LOL. Actually "in fact" in the Court's first 2nd Amendment case (Cruikshank, 1876), the Court recognized the right to be armed for self defense outside the home / in public possessed / exercised by two Freemen (former slaves, then citizens) in 1873 Louisiana, a state which at that time had no state militia (ordered disbanded by Congress) and even if active the Freemen would have been excluded from enrolling.

POLITICO.COM: said:
The National Rifle Association’s long crusade to bring its interpretation of the Constitution into the mainstream teaches a different lesson: Constitutional change is the product of public argument and political maneuvering.

The Constitution didn't change you silly rabbit.

The Supreme Court has never wavered from the individual right view and has never embraced any aspect of any permutation of the collective right view. The collective right interpretations were inserted in the federal courts in 1942 at the Circuit court level. In 2008 SCOTUS invalidated those perversions. That's all Heller did; it did not disturb or alter any Supreme Court precedent.

POLITICO.COM: said:
The Second Amendment consists of just one sentence: “A well regulated militia, being necessary for the security of a free state, the right of the people to keep and bear arms, shall not be infringed.” Today, scholars debate its bizarre comma placement, trying to make sense of the various clauses,

Only progressive / leftist / collectivist / statist authoritarians trouble themselves with such things in an attempt to explain away the right to arms.
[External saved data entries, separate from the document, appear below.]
//! Blob store
//!
//! Filesystem-backed put/get by opaque identifier. Identifiers are
//! generated internally (random id plus a content-type suffix), so the
//! store never sees caller-controlled paths.

use anyhow::{Context, Result};
use std::path::PathBuf;

#[derive(Clone)]
pub struct BlobStore {
    root: PathBuf,
}

impl BlobStore {
    pub fn new(root: impl Into<PathBuf>) -> Self {
        Self { root: root.into() }
    }

    pub async fn put(&self, storage_id: &str, bytes: &[u8]) -> Result<()> {
        tokio::fs::create_dir_all(&self.root)
            .await
            .with_context(|| format!("Failed to create storage dir {}", self.root.display()))?;

        let path = self.root.join(storage_id);
        tokio::fs::write(&path, bytes)
            .await
            .with_context(|| format!("Failed to write blob {}", path.display()))?;
        Ok(())
    }

    pub async fn get(&self, storage_id: &str) -> Result<Vec<u8>> {
        let path = self.root.join(storage_id);
        tokio::fs::read(&path)
            .await
            .with_context(|| format!("Failed to read blob {}", path.display()))
    }
}

/// Content type for serving a stored object, derived from the
/// extension its storage identifier carries.
pub fn content_type_for(storage_id: &str) -> &'static str {
    match storage_id.rsplit('.').next().unwrap_or_default() {
        "jpg" | "jpeg" => "image/jpeg",
        "png" => "image/png",
        "webp" => "image/webp",
        "gif" => "image/gif",
        _ => "application/octet-stream",
    }
}

#[cfg(test)]
mod tests {
    use super::*;

    #[test]
    fn test_content_type_for() {
        assert_eq!(content_type_for("a1b2.jpeg"), "image/jpeg");
        assert_eq!(content_type_for("a1b2.png"), "image/png");
        assert_eq!(content_type_for("a1b2.tiff"), "application/octet-stream");
        assert_eq!(content_type_for("noextension"), "application/octet-stream");
    }

    #[tokio::test]
    async fn test_put_then_get() {
        let dir = std::env::temp_dir().join(format!("prism-blob-{}", uuid::Uuid::new_v4()));
        let store = BlobStore::new(&dir);

        store.put("x.png", b"not really a png").await.unwrap();
        let bytes = store.get("x.png").await.unwrap();
        assert_eq!(bytes, b"not really a png");

        tokio::fs::remove_dir_all(&dir).await.unwrap();
    }

    #[tokio::test]
    async fn test_get_missing_blob_fails() {
        let dir = std::env::temp_dir().join(format!("prism-blob-{}", uuid::Uuid::new_v4()));
        let store = BlobStore::new(&dir);
        assert!(store.get("absent.jpeg").await.is_err());
    }
}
They lie to themselves and ignore the plain and boringly consistent (going on 140 years) direction from the Supreme Court -- that since the right to arms is a pre-existing right and not granted by the 2nd Amendment the right is not in any manner dependent upon the Constitution for its existence.
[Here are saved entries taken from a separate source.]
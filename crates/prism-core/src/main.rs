use anyhow::Result;
use axum::{
    extract::{ConnectInfo, Path, Query, State},
    http::{header, HeaderMap, HeaderValue, Method, StatusCode},
    response::{IntoResponse, Response},
    routing::{get, post},
    Json, Router,
};
use serde::{Deserialize, Serialize};
use std::net::SocketAddr;
use std::sync::{Arc, Mutex};
use tower_http::cors::{AllowOrigin, CorsLayer};
use tower_http::trace::TraceLayer;
use tracing::{error, info, warn};
use tracing_subscriber::{layer::SubscriberExt, util::SubscriberInitExt};

use prism_clients::{ClassifierClient, VisionClient};
use prism_core::blob::{self, BlobStore};
use prism_core::config::{Config, Settings};
use prism_core::dedup::InputCache;
use prism_core::error::AnalysisError;
use prism_core::ledger::{generate_request_id, RecordInput, RequestLedger, RequestRecord};
use prism_core::pipeline::{Pipeline, Submission};
use prism_core::queue::DispatchQueue;
use prism_core::sentiment::SentimentScorer;

/// Health check response
#[derive(Serialize)]
struct HealthResponse {
    status: &'static str,
    version: &'static str,
}

/// Health check endpoint - returns 200 OK when the service is running
async fn health_check() -> Json<HealthResponse> {
    Json(HealthResponse {
        status: "healthy",
        version: env!("CARGO_PKG_VERSION"),
    })
}

#[derive(Clone)]
struct AppState {
    config: Arc<Config>,
    cache: Arc<InputCache>,
    ledger: RequestLedger,
    pipeline: Arc<Pipeline>,
    blob: BlobStore,
    redis: redis::aio::MultiplexedConnection,
}

#[derive(Serialize)]
struct ErrorBody {
    error: String,
    kind: &'static str,
}

/// Map a pipeline failure to its client-visible response. Error bodies
/// carry a human-readable message but no internal detail.
fn error_response(err: &AnalysisError) -> Response {
    let status = match err {
        AnalysisError::Unauthorized => StatusCode::UNAUTHORIZED,
        AnalysisError::NotFound => StatusCode::NOT_FOUND,
        AnalysisError::FetchFailed(_)
        | AnalysisError::PersistFailed(_)
        | AnalysisError::ModelUnavailable(_)
        | AnalysisError::EmptyModelOutput
        | AnalysisError::ScoringFailed(_) => StatusCode::BAD_GATEWAY,
    };

    (
        status,
        Json(ErrorBody {
            error: err.to_string(),
            kind: err.kind(),
        }),
    )
        .into_response()
}

fn internal_error() -> Response {
    (
        StatusCode::INTERNAL_SERVER_ERROR,
        Json(ErrorBody {
            error: "internal error".to_string(),
            kind: "internal",
        }),
    )
        .into_response()
}

/// Extract the caller-supplied bearer credential.
fn bearer_token(headers: &HeaderMap) -> Option<String> {
    headers
        .get(header::AUTHORIZATION)?
        .to_str()
        .ok()?
        .strip_prefix("Bearer ")
        .map(|t| t.trim().to_string())
        .filter(|t| !t.is_empty())
}

/// The submission body is a single URL string. Accept both the raw
/// text and a JSON-quoted string.
fn parse_submission_body(body: &str) -> Option<String> {
    let text = match serde_json::from_str::<String>(body) {
        Ok(unquoted) => unquoted,
        Err(_) => body.to_string(),
    };

    let text = text.trim().to_string();
    (text.starts_with("http://") || text.starts_with("https://")).then_some(text)
}

/// A terminal record as returned to clients, with its identifier.
#[derive(Serialize)]
struct RecordResponse {
    id: String,
    #[serde(flatten)]
    record: RequestRecord,
}

#[derive(Deserialize)]
struct AnalyzeQuery {
    /// Optional per-request threshold modifier (divided by 10 and added
    /// to the configured base threshold).
    modifier: Option<i64>,
}

async fn submit_analysis(
    State(state): State<AppState>,
    Query(query): Query<AnalyzeQuery>,
    ConnectInfo(addr): ConnectInfo<SocketAddr>,
    headers: HeaderMap,
    body: String,
) -> Response {
    // A missing credential fails before any side effect - no ledger
    // record, no fetch.
    let Some(token) = bearer_token(&headers) else {
        warn!("Rejected unauthenticated submission from {}", addr.ip());
        return error_response(&AnalysisError::Unauthorized);
    };

    let Some(source_url) = parse_submission_body(&body) else {
        return (
            StatusCode::BAD_REQUEST,
            Json(ErrorBody {
                error: "request body must be a single image URL".to_string(),
                kind: "bad_request",
            }),
        )
            .into_response();
    };

    let api_key = state.config.resolve_api_key(&token);
    let mut redis = state.redis.clone();
    let settings = Settings::load(&mut redis).await;

    let request_id = generate_request_id(settings.id_length);

    // Resolution failures degrade to the raw source URL; the request
    // still runs, it just records no caching benefit.
    let resolved_url = match state.cache.resolve(&source_url).await {
        Ok(url) => url,
        Err(e) => {
            warn!(
                "Input resolution failed for request {} from {} ({}); using source URL directly",
                request_id,
                addr.ip(),
                e
            );
            source_url.clone()
        }
    };
    let original_url = (resolved_url != source_url).then(|| source_url.clone());

    let input = RecordInput {
        resolved_url: resolved_url.clone(),
        original_url: original_url.clone(),
        threshold: settings.threshold,
        threshold_modifier: query.modifier,
    };
    let pending = RequestRecord::pending(input, addr.ip().to_string());

    if let Err(e) = state.ledger.create(&request_id, &pending).await {
        error!("Failed to create ledger record {}: {}", request_id, e);
        return internal_error();
    }

    info!(
        "Request {} accepted from {} for {}",
        request_id,
        addr.ip(),
        source_url
    );

    let submission = Submission {
        request_id: request_id.clone(),
        resolved_url,
        original_url,
        threshold_modifier: query.modifier,
        requestor_ip: addr.ip().to_string(),
        created_at: pending.created_at,
    };

    match state.pipeline.analyze(submission, &api_key, &settings).await {
        Ok(record) => Json(RecordResponse {
            id: request_id,
            record,
        })
        .into_response(),
        Err(err) => error_response(&err),
    }
}

async fn poll_request(State(state): State<AppState>, Path(id): Path<String>) -> Response {
    if id.trim().is_empty() {
        return error_response(&AnalysisError::NotFound);
    }

    match state.ledger.read(&id).await {
        Ok(Some(record)) if record.is_terminal() => {
            Json(RecordResponse { id, record }).into_response()
        }
        Ok(Some(_)) => (
            StatusCode::ACCEPTED,
            Json(serde_json::json!({ "id": id, "status": "pending" })),
        )
            .into_response(),
        Ok(None) => error_response(&AnalysisError::NotFound),
        Err(e) => {
            error!("Failed to read ledger record {}: {}", id, e);
            internal_error()
        }
    }
}

/// Serve a stored image so canonical URLs under our storage domain
/// resolve back to the persisted bytes.
async fn serve_image(State(state): State<AppState>, Path(id): Path<String>) -> Response {
    if id.contains("..") || id.contains('/') {
        return StatusCode::NOT_FOUND.into_response();
    }

    match state.blob.get(&id).await {
        Ok(bytes) => ([(header::CONTENT_TYPE, blob::content_type_for(&id))], bytes).into_response(),
        Err(_) => StatusCode::NOT_FOUND.into_response(),
    }
}

/// Cross-origin access is restricted to the configured allow-list.
fn cors_layer(origins: &[String]) -> CorsLayer {
    if origins.is_empty() {
        warn!("⚠️  No ALLOWED_ORIGINS configured - browsers will be refused CORS access");
    }

    let parsed: Vec<HeaderValue> = origins
        .iter()
        .filter_map(|origin| match origin.parse() {
            Ok(value) => Some(value),
            Err(_) => {
                warn!("Ignoring invalid allowed origin: {}", origin);
                None
            }
        })
        .collect();

    CorsLayer::new()
        .allow_origin(AllowOrigin::list(parsed))
        .allow_methods([Method::GET, Method::POST])
        .allow_headers([header::AUTHORIZATION, header::CONTENT_TYPE])
}

async fn shutdown_signal() {
    if let Err(e) = tokio::signal::ctrl_c().await {
        error!("Failed to listen for shutdown signal: {}", e);
    }
}

#[tokio::main]
async fn main() -> Result<()> {
    // Initialize logging
    tracing_subscriber::registry()
        .with(tracing_subscriber::EnvFilter::new(
            std::env::var("RUST_LOG").unwrap_or_else(|_| "prism=debug,info".into()),
        ))
        .with(tracing_subscriber::fmt::layer())
        .init();

    info!("🔆 Prism starting up...");

    // Load configuration
    dotenvy::dotenv().ok();
    let config = Config::from_env()?;

    info!("Configuration loaded");
    info!("  Vision API: {}", config.vision_api_url);
    info!("  Classifier API: {}", config.classifier_api_url);
    info!("  Storage domain: {}", config.public_base_url);

    // Run database migrations first
    {
        use diesel::prelude::*;
        use diesel_migrations::{embed_migrations, EmbeddedMigrations, MigrationHarness};
        pub const MIGRATIONS: EmbeddedMigrations = embed_migrations!("migrations");

        let mut conn = diesel::PgConnection::establish(&config.database_url)?;
        conn.run_pending_migrations(MIGRATIONS)
            .map_err(|e| anyhow::anyhow!("Migration failed: {}", e))?;
        info!("Database migrations applied");
    }

    if config.shared_access_tokens.is_empty() {
        warn!("No SHARED_ACCESS_TOKENS configured - every caller must supply its own API key");
    }

    // Connect the stores
    let pg = {
        use diesel::prelude::*;
        Arc::new(Mutex::new(diesel::PgConnection::establish(
            &config.database_url,
        )?))
    };
    let redis_client = redis::Client::open(config.redis_url.clone())?;
    let redis = redis_client.get_multiplexed_async_connection().await?;
    info!("Stores connected");

    let blob = BlobStore::new(&config.storage_dir);
    let cache = Arc::new(InputCache::new(
        pg,
        blob.clone(),
        config.public_base_url.clone(),
    )?);
    let ledger = RequestLedger::new(redis.clone());
    let queue = DispatchQueue::new(redis.clone());

    let vision = VisionClient::new(config.vision_api_url.clone())?;
    let classifier = ClassifierClient::new(config.classifier_api_url.clone())?;
    let scorer = SentimentScorer::new(classifier, config.classifier_api_key.clone());
    let pipeline = Arc::new(Pipeline::new(vision, scorer, ledger.clone(), queue));

    let cors = cors_layer(&config.allowed_origins);
    let http_port = config.http_port;

    let state = AppState {
        config: Arc::new(config),
        cache,
        ledger,
        pipeline,
        blob,
        redis,
    };

    let app = Router::new()
        .route("/health", get(health_check))
        .route("/analyze", post(submit_analysis))
        .route("/requests/{id}", get(poll_request))
        .route("/images/{id}", get(serve_image))
        .layer(cors)
        .layer(TraceLayer::new_for_http())
        .with_state(state);

    let listener = tokio::net::TcpListener::bind(format!("0.0.0.0:{}", http_port)).await?;
    info!("🔆 Prism listening on port {}", http_port);

    axum::serve(
        listener,
        app.into_make_service_with_connect_info::<SocketAddr>(),
    )
    .with_graceful_shutdown(shutdown_signal())
    .await?;

    info!("🔆 Prism has shut down.");

    Ok(())
}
That means tortured definitions of the words of the 2nd, and inventive conclusions based on comma placement all leading to forced interpretations allowing conditions and qualifications to be placed on the right, are illegitimate and anti-constitutional.

POLITICO.COM: said:
But in the grand sweep of American history, this sentence has never been among the most prominent constitutional provisions. In fact, for two centuries it was largely ignored.

Perhaps someone needs to read about Reconstruction, the Black Codes and the impetus for the 14th Amendment (just to name one significant period of 2nd Amendment understanding).

POLITICO.COM: said:
On June 8, 1789, James Madison—an ardent Federalist who had won election to Congress only after agreeing to push for changes to the newly ratified Constitution—proposed 17 amendments on topics ranging from the size of congressional districts to legislative pay to the right to religious freedom. One addressed the “well regulated militia” and the right “to keep and bear arms.” We don’t really know what he meant by it.

Really?

I would reply to that ridiculousness by arguing that we know what he didn't mean / want on June 8, 1789.
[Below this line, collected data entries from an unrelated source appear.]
use anyhow::{Context, Result};
use redis::aio::MultiplexedConnection;
use redis::AsyncCommands;
use tracing::warn;

/// Default instructional prompt sent to the vision model. Short plain
/// sentences keep the period-split segmentation honest.
const DEFAULT_PROMPT: &str = "Describe this image in detail. \
    Use short, plain sentences separated by periods. \
    Mention the subjects, the setting, the colors, and the mood.";

const DEFAULT_DETAIL: &str = "low";
const DEFAULT_THRESHOLD: f64 = 0.1;
const DEFAULT_VISION_MODEL: &str = "gpt-4o-mini";
const DEFAULT_CLASSIFIER_MODEL: &str = "distilbert-base-uncased-finetuned-sst-2-english";
const DEFAULT_ID_LENGTH: usize = 8;

#[derive(Debug, Clone)]
pub struct Config {
    pub vision_api_url: String,
    /// System-held credential substituted for allow-listed tokens.
    pub vision_api_key: String,
    pub classifier_api_url: String,
    pub classifier_api_key: String,

    pub database_url: String,
    pub redis_url: String,

    /// Root directory of the blob store.
    pub storage_dir: String,
    /// Base URL of this system's own storage domain. Source URLs
    /// already under it bypass the dedup cache entirely.
    pub public_base_url: String,

    /// Origins permitted by the CORS layer.
    pub allowed_origins: Vec<String>,
    /// Caller tokens that are transparently swapped for the
    /// system-held vision API key.
    pub shared_access_tokens: Vec<String>,

    pub http_port: u16,
}

impl Config {
    pub fn from_env() -> Result<Self> {
        Ok(Self {
            vision_api_url: std::env::var("VISION_API_URL")
                .unwrap_or_else(|_| "https://api.openai.com/v1".to_string()),
            vision_api_key: std::env::var("VISION_API_KEY")
                .context("VISION_API_KEY must be set")?,
            classifier_api_url: std::env::var("CLASSIFIER_API_URL")
                .unwrap_or_else(|_| "https://api-inference.huggingface.co".to_string()),
            classifier_api_key: std::env::var("CLASSIFIER_API_KEY")
                .context("CLASSIFIER_API_KEY must be set")?,

            database_url: std::env::var("DATABASE_URL").context("DATABASE_URL must be set")?,
            redis_url: std::env::var("REDIS_URL")
                .unwrap_or_else(|_| "redis://127.0.0.1:6379".to_string()),

            storage_dir: std::env::var("STORAGE_DIR")
                .unwrap_or_else(|_| "/data/images".to_string()),
            public_base_url: std::env::var("PUBLIC_BASE_URL")
                .context("PUBLIC_BASE_URL must be set")?
                .trim_end_matches('/')
                .to_string(),

            allowed_origins: std::env::var("ALLOWED_ORIGINS")
                .map(|s| split_csv(&s))
                .unwrap_or_default(),
            shared_access_tokens: std::env::var("SHARED_ACCESS_TOKENS")
                .map(|s| split_csv(&s))
                .unwrap_or_default(),

            http_port: std::env::var("HTTP_PORT")
                .unwrap_or_else(|_| "3000".to_string())
                .parse()
                .context("HTTP_PORT must be a valid port number")?,
        })
    }

    /// Resolve the caller-supplied credential to the key used for the
    /// vision call. Tokens on the shared allow-list are swapped for the
    /// system-held key; anything else is forwarded as-is.
    pub fn resolve_api_key(&self, token: &str) -> String {
        if self.shared_access_tokens.iter().any(|t| t == token) {
            self.vision_api_key.clone()
        } else {
            token.to_string()
        }
    }
}

fn split_csv(s: &str) -> Vec<String> {
    s.split(',')
        .map(|v| v.trim().to_string())
        .filter(|v| !v.is_empty())
        .collect()
}

/// Runtime tunables read by name from the key-value configuration
/// store. Every value falls back to a compiled default when its key is
/// absent or unreadable, so a fresh deployment works with no store
/// entries at all.
#[derive(Debug, Clone)]
pub struct Settings {
    /// Instructional prompt for the vision model.
    pub prompt: String,
    /// Detail level requested from the vision model.
    pub detail: String,
    /// Base decision boundary for the good/bad sentiment split.
    pub threshold: f64,
    pub vision_model: String,
    pub classifier_model: String,
    /// Length of generated request identifiers.
    pub id_length: usize,
}

impl Default for Settings {
    fn default() -> Self {
        Self {
            prompt: DEFAULT_PROMPT.to_string(),
            detail: DEFAULT_DETAIL.to_string(),
            threshold: DEFAULT_THRESHOLD,
            vision_model: DEFAULT_VISION_MODEL.to_string(),
            classifier_model: DEFAULT_CLASSIFIER_MODEL.to_string(),
            id_length: DEFAULT_ID_LENGTH,
        }
    }
}

impl Settings {
    /// Load the current settings. Reads happen per submission so values
    /// can change without a restart.
    pub async fn load(conn: &mut MultiplexedConnection) -> Self {
        let defaults = Settings::default();

        Settings {
            prompt: get_setting(conn, "prompt").await.unwrap_or(defaults.prompt),
            detail: get_setting(conn, "detail").await.unwrap_or(defaults.detail),
            threshold: get_setting(conn, "threshold")
                .await
                .and_then(|v| v.parse().ok())
                .unwrap_or(defaults.threshold),
            vision_model: get_setting(conn, "vision_model")
                .await
                .unwrap_or(defaults.vision_model),
            classifier_model: get_setting(conn, "classifier_model")
                .await
                .unwrap_or(defaults.classifier_model),
            id_length: get_setting(conn, "id_length")
                .await
                .and_then(|v| v.parse().ok())
                .unwrap_or(defaults.id_length),
        }
    }
}

async fn get_setting(conn: &mut MultiplexedConnection, name: &str) -> Option<String> {
    match conn.get::<_, Option<String>>(format!("config:{}", name)).await {
        Ok(value) => value,
        Err(e) => {
            warn!("Failed to read setting {}: {}", name, e);
            None
        }
    }
}

#[cfg(test)]
mod tests {
    use super::*;

    fn test_config() -> Config {
        Config {
            vision_api_url: "https://api.openai.com/v1".into(),
            vision_api_key: "sk-system".into(),
            classifier_api_url: "https://api-inference.huggingface.co".into(),
            classifier_api_key: "hf-system".into(),
            database_url: "postgres://localhost/prism".into(),
            redis_url: "redis://127.0.0.1:6379".into(),
            storage_dir: "/tmp/prism".into(),
            public_base_url: "https://images.example.com".into(),
            allowed_origins: vec![],
            shared_access_tokens: vec!["shared-alpha".into(), "shared-beta".into()],
            http_port: 3000,
        }
    }

    #[test]
    fn test_shared_token_is_substituted() {
        let config = test_config();
        assert_eq!(config.resolve_api_key("shared-alpha"), "sk-system");
        assert_eq!(config.resolve_api_key("shared-beta"), "sk-system");
    }

    #[test]
    fn test_other_tokens_pass_through() {
        let config = test_config();
        assert_eq!(config.resolve_api_key("sk-caller-own"), "sk-caller-own");
    }

    #[test]
    fn test_split_csv() {
        assert_eq!(
            split_csv("https://a.example, https://b.example ,"),
            vec!["https://a.example".to_string(), "https://b.example".to_string()]
        );
        assert!(split_csv("").is_empty());
    }

    #[test]
    fn test_settings_defaults() {
        let settings = Settings::default();
        assert!((settings.threshold - 0.1).abs() < f64::EPSILON);
        assert_eq!(settings.id_length, 8);
        assert!(!settings.prompt.is_empty());
    }
}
We know he didn't mean that any sort of government power was being recognized (or created) that would allow the federal government to dictate who the approved arms bearers would be. We know on that day Madison proposed the particular provisions be inserted in the body of the Constitution in the Article, Section and clause it modified / expanded.

For what would become the 2nd he proposed inserting it (and the others recognizing individual rights), "in article 1st, section 9, between clauses 3 and 4," right after, "No bill of attainder or ex post facto law shall be passed" and among other prohibitions and limitations on Congressional action.

POLITICO.COM: said:
Nor did the U.S. House of Representatives discuss the topic as it marked up the Bill of Rights. In fact, the original version passed by the House included a conscientious objector provision. “A well regulated militia,” it explained, “composed of the body of the people, being the best security of a free state, the right of the people to keep and bear arms shall not be infringed, but no one religiously scrupulous of bearing arms, shall be compelled to render military service in person.”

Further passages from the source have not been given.